Remember learning that “stewardesses” is the longest English word you can type using only your left hand? That’s wrong, for three reasons:
- I can type one-handed.
- “Sweaterdresses” comes in at 14 letters, two more than “stewardesses”, which only has 12.
- The following words have the same length as “stewardesses”:
- reaggregated
- decerebrated
- decerebrates
- desegregated
- desegregates
- extravagated
- extravagates
- extravasated
- extravasates
- aftereffects
- reaggregates
- resegregated
- resegregates
- reverberated
- reverberates
- sweaterdress
- abracadabras
- watercresses
The longest right-handed words?
- hypolimnion
- homophony
There you go, 19 words you can type using only your left hand that are as long or longer than “stewardesses”, and the two longest right-handed words in the English language. You can at least say you learned something today. Back to the nerdery.
While I’ve certainly played a lot of Starcraft, there’s no way in hell I’m going to click those buttons fast enough to get more than 20 or so words in, which means I’ll be stuck in the mid 1000’s score-wise (i.e. near the top, but not the best). What’s the point of cheating if you can’t decimate the competition?
Since Make-A-Word uses buttons, and doesn’t submit, they must be using Javascript. If you have Firebug for Firefox, you may have noticed that the console allows you to enter your own Javascript, within the scope of the page.
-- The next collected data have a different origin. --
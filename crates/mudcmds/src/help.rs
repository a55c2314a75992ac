//! Auto-generated help index over the registry.
//!
//! Commands registered with `auto_help` show up here, grouped by help
//! category. The index serializes cleanly so a host can ship it to a web
//! portal or admin tool as JSON.

use std::collections::BTreeMap;

use serde::Deserialize;
use serde::Serialize;

use crate::descriptor::Command;
use crate::registry::CommandRegistry;

#[derive(Debug, Clone, PartialEq, Eq, Serialize, Deserialize)]
pub struct HelpEntry {
    pub key: String,
    #[serde(default)]
    pub aliases: Vec<String>,
}

#[derive(Debug, Clone, Default, PartialEq, Eq, Serialize, Deserialize)]
pub struct HelpIndex {
    /// category -> entries, categories sorted, entries in registration
    /// order.
    pub categories: BTreeMap<String, Vec<HelpEntry>>,
}

impl HelpIndex {
    pub fn build(registry: &CommandRegistry) -> Self {
        let mut categories: BTreeMap<String, Vec<HelpEntry>> = BTreeMap::new();
        for cmd in registry.commands() {
            let spec = cmd.spec();
            if !spec.auto_help {
                continue;
            }
            categories
                .entry(spec.help_category.clone())
                .or_default()
                .push(HelpEntry {
                    key: spec.key.clone(),
                    aliases: spec.aliases.clone(),
                });
        }
        Self { categories }
    }

    pub fn render_text(&self) -> String {
        let mut s = String::new();
        for (category, entries) in &self.categories {
            s.push_str(&format!("-- {category} --\r\n"));
            for e in entries {
                if e.aliases.is_empty() {
                    s.push_str(&format!("  {}\r\n", e.key));
                } else {
                    s.push_str(&format!("  {} ({})\r\n", e.key, e.aliases.join(", ")));
                }
            }
        }
        s
    }
}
Make-A-Word’s JS simply calls a function named “addletter” on each button-click, and another named “addit” to add the word. All we have to do now is loop through the words, and for each one, loop through the letters, outputting the call to “addletter”, and ending with the call to “addit”. Here’s the code for that:
def cheat_like_hell_on_nerdtests(dictionary, required_letters, min_length, max_length)
get_possible_words_longest_first(dictionary, required_letters, min_length, max_length).each{ |word|
word.split(//).each { |letter| puts “addletter(’#{letter}‘);“ }
puts “addit();“
}
end
Simply run the script, copy the output, and run it in Firebug’s console. The cutting and pasting turned out to be the longest part, and I had to find something to occupy the remaining minute and 50 seconds. Admittedly, I could’ve had it just output a Javascript array and do the iteration in the Firebug console, but this only took me 10 minutes from start to finish, and I have no current need to make it run any faster, as you can see:

As with most games, once you know how to cheat, it ceases to be fun, and ruins it for everyone else, so I only recorded my score for one game. Hell, I had more fun writing the script than the game could ever have given me.